Gimnazjalista pobił ucznia, jego ojca i napadł na próbujących go zatrzymać policjantów. Powtarza pierwszą klasę gimnazjum, w szklole ma opinię porywczego i wybuchowego, choć uczniowie gimnazjum w Miastku przyznają, że potrafi też pomóc.

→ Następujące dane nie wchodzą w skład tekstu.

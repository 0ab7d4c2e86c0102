//! EdgeCache license HTTP server.
//!
//! Wires the license engine, storage backend, and HTTP routes into a running
//! Axum server. Serves the JSON API at `/v1/*`.

pub mod config;
pub mod error;
pub mod middleware;
pub mod payload;
pub mod routes;
pub mod state;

Policja określa 15-latka jako osobę już zdemoralizowaną. W ciągu niespełna dwóch lat gimnazjalista była notowany osiem razy przez policję. Najczęściej za uszkodzenia ciała, pobicia, uszkodzenie mienia, chłopak był też odwożony pod wpływem alkoholu do domu przez policyjny patrol.
– Sprawy trafiły do sądu rodzinnego i nieletnich. 15-latek jest pod nadzorem szkolnego pedagoga i sądowego kuratora ale to najwyrażniej ma niewielki wpływ na jego postępowanie. We wtorek Krzysztof M. napadł na kolegę z klasy, potem wraz 17-letnim znajomym pobił ojca ofiary, a później szarpał się z próbującymi go zatrzymać policjantami, powiedział Michał Gawroński, rzecznik policji.

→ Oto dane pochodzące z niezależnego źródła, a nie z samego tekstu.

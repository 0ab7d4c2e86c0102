//! HTTP error types for the license API.
//!
//! Every error renders as a JSON object with a `message` field. Internal
//! errors also carry an `error` field holding the failure detail when the
//! server runs in debug mode, and `null` otherwise.

use axum::Json;
use axum::http::StatusCode;
use axum::response::{IntoResponse, Response};
use serde_json::json;
use tracing::error;

/// Application-level error returned from handlers and guards.
#[derive(Debug)]
pub enum AppError {
    /// The admin guard has no token to compare against.
    AdminTokenNotConfigured,
    /// Missing or wrong credentials (admin token or request signature).
    Unauthorized(&'static str),
    /// No route matches the request.
    NotFound,
    /// The request body exceeds the signature guard's buffer.
    PayloadTooLarge,
    /// An engine or storage failure.
    Internal { detail: Option<String> },
}

impl AppError {
    /// Log `err` and wrap it, keeping its text only when `debug` is set.
    pub fn internal(err: &impl std::fmt::Display, debug: bool) -> Self {
        let detail = err.to_string();
        error!(error = %detail, "request failed");
        Self::Internal {
            detail: debug.then_some(detail),
        }
    }
}

impl IntoResponse for AppError {
    fn into_response(self) -> Response {
        let (status, body) = match self {
            Self::AdminTokenNotConfigured => (
                StatusCode::INTERNAL_SERVER_ERROR,
                json!({ "message": "admin token not configured" }),
            ),
            Self::Unauthorized(message) => {
                (StatusCode::UNAUTHORIZED, json!({ "message": message }))
            }
            Self::NotFound => (StatusCode::NOT_FOUND, json!({ "message": "not found" })),
            Self::PayloadTooLarge => (
                StatusCode::PAYLOAD_TOO_LARGE,
                json!({ "message": "payload too large" }),
            ),
            Self::Internal { detail } => (
                StatusCode::INTERNAL_SERVER_ERROR,
                json!({ "message": "internal error", "error": detail }),
            ),
        };

        (status, Json(body)).into_response()
    }
}

#[cfg(test)]
#[allow(clippy::unwrap_used)]
mod tests {
    use super::*;

    async fn body_of(err: AppError) -> (StatusCode, serde_json::Value) {
        let response = err.into_response();
        let status = response.status();
        let bytes = axum::body::to_bytes(response.into_body(), usize::MAX)
            .await
            .unwrap();
        (status, serde_json::from_slice(&bytes).unwrap())
    }

    #[tokio::test]
    async fn internal_error_hides_detail_outside_debug() {
        let (status, body) = body_of(AppError::internal(&"disk on fire", false)).await;
        assert_eq!(status, StatusCode::INTERNAL_SERVER_ERROR);
        assert_eq!(body, json!({ "message": "internal error", "error": null }));

        let (_, body) = body_of(AppError::internal(&"disk on fire", true)).await;
        assert_eq!(body["error"], "disk on fire");
    }

    #[tokio::test]
    async fn guard_errors_render_plain_messages() {
        let (status, body) = body_of(AppError::Unauthorized("invalid signature")).await;
        assert_eq!(status, StatusCode::UNAUTHORIZED);
        assert_eq!(body, json!({ "message": "invalid signature" }));

        let (status, body) = body_of(AppError::AdminTokenNotConfigured).await;
        assert_eq!(status, StatusCode::INTERNAL_SERVER_ERROR);
        assert_eq!(body, json!({ "message": "admin token not configured" }));
    }
}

Dyrekcja szkoły bezradnie rozkłada ręce, gimnazjalista nikogo nie słucha. Pedagog szkolny Aleksandra Sikorska przyznaje, że chłopak sprawia kłopoty, opuszcza nawet 60 procent zajęć. Organizuje ustawki, czyli bijatyki poza terenem szkoły i bierze w nich udział.
W sądzie rodzinnym na rozpoznanie czeka wniosek o umieszczeniu 15-letniego gimnazjalisty w ośrodku wychowawczym.